E(therm) = N x (1/2)(m)(c)^2



The Attempt at a Solution




Using the formula i was provided with above:

E(therm) = (7.19 x 10^23 molecules)(1/2)(1.67x10^-27 kg)(1800^2 m/s)

Which equates to 1,945 J.

This answer is wrong, and I am also confused because this number seems oddly close to the translational energy (e=1/2mv^2) which equates to 1.9 KJ earlier in the assignment)

Can someone tell me if I way out to left field and provide some hints?

Thanks
 

Answers and Replies

  • #2
Andrew Mason
Science Advisor
Homework Helper
7,722
430
"Thermal energy" can refer to the total internal energy of the gas, not just the translational kinetic energy. The H2 molecule has two degrees of rotational freedom in addition to the three degrees of translational freedom. So you have to multiply the translational energy by 5/3 to get the total internal (thermal) energy.

AM
 
  • #3
WolfeSieben
20
0
Perfect, so I multiplied 1.9 KJ by 5/3 and it gave me the correct answer.

However I am interested in understanding the concept behind the question. Why is it that the degrees of rotational freedom and 3 degrees of translational freedom equate to multiplying by 5/3?

Thanks for your help!
 
  • #4
Andrew Mason
Science Advisor
Homework Helper
7,722
430
Perfect, so I multiplied 1.9 KJ by 5/3 and it gave me the correct answer.

However I am interested in understanding the concept behind the question. Why is it that the degrees of rotational freedom and 3 degrees of translational freedom equate to multiplying by 5/3?

Thanks for your help!
It is a bit complicated. You should review the kinetic theory of gases and the equipartition law.

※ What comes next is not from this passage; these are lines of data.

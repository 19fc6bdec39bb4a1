//! Record Module
//!
//! Defines the value stored under a key, with optional expiry.

use std::time::{SystemTime, UNIX_EPOCH};

// == Record ==
/// A stored value plus its optional expiry.
///
/// Queues share the keyspace with plain strings: a queue is a record whose
/// value is a single-space-joined list of tokens.
#[derive(Debug, Clone, PartialEq, Eq)]
pub struct Record {
    /// The stored value
    pub value: String,
    /// Expiration timestamp (Unix milliseconds), None = never expires
    pub expires_at: Option<u64>,
}

impl Record {
    // == Constructors ==
    /// Creates a record that never expires.
    pub fn new(value: impl Into<String>) -> Self {
        Self {
            value: value.into(),
            expires_at: None,
        }
    }

    /// Creates a record expiring `seconds` after `now`.
    ///
    /// Zero or negative durations produce a record that is already expired.
    pub fn expiring_in(value: impl Into<String>, seconds: i64, now: u64) -> Self {
        let expires_at = now.saturating_add_signed(seconds.saturating_mul(1000));

        Self {
            value: value.into(),
            expires_at: Some(expires_at),
        }
    }

    // == Liveness ==
    /// Returns true while the record has not reached its expiry.
    ///
    /// A record is dead from the millisecond it expires onwards. This is the
    /// only expiry predicate: lazy expiry, GET and the sweep all go through it.
    pub fn is_live(&self, now: u64) -> bool {
        match self.expires_at {
            Some(expires) => now < expires,
            None => true,
        }
    }

    /// Inverse of [`Record::is_live`].
    pub fn is_expired(&self, now: u64) -> bool {
        !self.is_live(now)
    }
}

// == Utility Functions ==
/// Returns current Unix timestamp in milliseconds.
///
/// A clock set before the epoch reads as 0.
pub fn current_timestamp_ms() -> u64 {
    SystemTime::now()
        .duration_since(UNIX_EPOCH)
        .map(|elapsed| elapsed.as_millis() as u64)
        .unwrap_or(0)
}
//! API Routes
//!
//! Configures the Axum router with all server endpoints.

use axum::{
    routing::{get, post},
    Router,
};
use tower_http::{
    cors::{Any, CorsLayer},
    trace::TraceLayer,
};

use super::handlers::{command_handler, health_handler, AppState};

/// Creates the main router with all endpoints configured.
///
/// # Endpoints
/// - `POST /` - Execute a command
/// - `GET /health` - Health check endpoint
///
/// # Middleware
/// - CORS: Allows any origin
/// - Tracing: Logs all requests
pub fn create_router(state: AppState) -> Router {
    let cors = CorsLayer::new()
        .allow_origin(Any)
        .allow_methods(Any)
        .allow_headers(Any);

    Router::new()
        .route("/", post(command_handler))
        .route("/health", get(health_handler))
        .layer(cors)
        .layer(TraceLayer::new_for_http())
        .with_state(state)
}
//! Request DTOs for the key-value server API
//!
//! Defines the structure of incoming HTTP request bodies.

use serde::Deserialize;

/// Request body for `POST /`
///
/// # Fields
/// - `command`: a single command line, e.g. `"SET name alice EX 60 NX"`
#[derive(Debug, Clone, Deserialize)]
pub struct CommandRequest {
    /// The command line to execute
    pub command: String,
}
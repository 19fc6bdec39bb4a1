//! API Module
//!
//! HTTP handlers and routing for the key-value server.
//!
//! # Endpoints
//! - `POST /` - Execute a command from a `{"command": "..."}` body
//! - `GET /health` - Health check endpoint

pub mod handlers;
pub mod routes;

pub use handlers::*;
pub use routes::create_router;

A monatomic gas (single atoms) has no moment of inertia (virtually all the mass is located at the tiny centre). So the atoms have translational kinetic energy in three directions and no rotational or vibrational energy. According to the equipartition theory, at thermal equilibrium N atoms having 3 degrees of freedom will have 3NkT/2 energy (each degree of freedom carrying NkT/2 energy).

Now, with an H2 molecule the molecular mass is spread out because there are two nuclei separated by a comparatively large space (ie compared to the size of one nucleus). This gives the diatomic molecule a moment of inertia about two axes (the 2 axes perpendicular to the axis joining the nuclei). It has virtually no moment of inertia about the third axis joining the nuclei because the mass is all on that axis. That gives it 2 additional degrees of freedom for a total of 5, each with NkT/2 energy (according to the equipartition law).

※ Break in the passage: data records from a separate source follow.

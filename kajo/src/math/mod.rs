mod bounds;
mod matrix;
mod normal;
mod point;
mod ray;
mod transform;
pub mod transforms;
mod vector;

pub use bounds::Bounds3;
pub use matrix::Matrix4x4;
pub use normal::Normal;
pub use point::{Point2, Point3};
pub use ray::Ray;
pub use transform::Transform;
pub use vector::{Vec2, Vec3};
mod bvh;
mod interaction;
mod macros;
pub mod math;
mod scene;
pub mod shapes;

pub use bvh::{BoundingVolumeHierarchy, SplitMethod};
pub use interaction::{Provenance, SurfaceInteraction};
pub use scene::{Scene, SceneBuilder};

/// Crate-wide result with a boxed error payload.
pub type Result<T> = std::result::Result<T, Box<dyn std::error::Error>>;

For reasons that I am not quite clear on myself, light nuclei such as H2 lack a vibrational mode at least at lower temperatures so they only have 5 degrees of freedom, 3 translational and 2 rotational each carrying NkT/2 of energy.

AM
 
  • #5
gomunkul51
275
0
@WolfeSieben: I am sure your tutor didn't asked you to solve that question without teaching you the theory/concept behind it. I advise you to go back to your class notes/course book and study the chapter dealing with kinetic energy (or internal energy) of non monoatomic (or polyatomic) gases.
Andrew Mason gave a good explanation, but you need study material and also examples.

good luck !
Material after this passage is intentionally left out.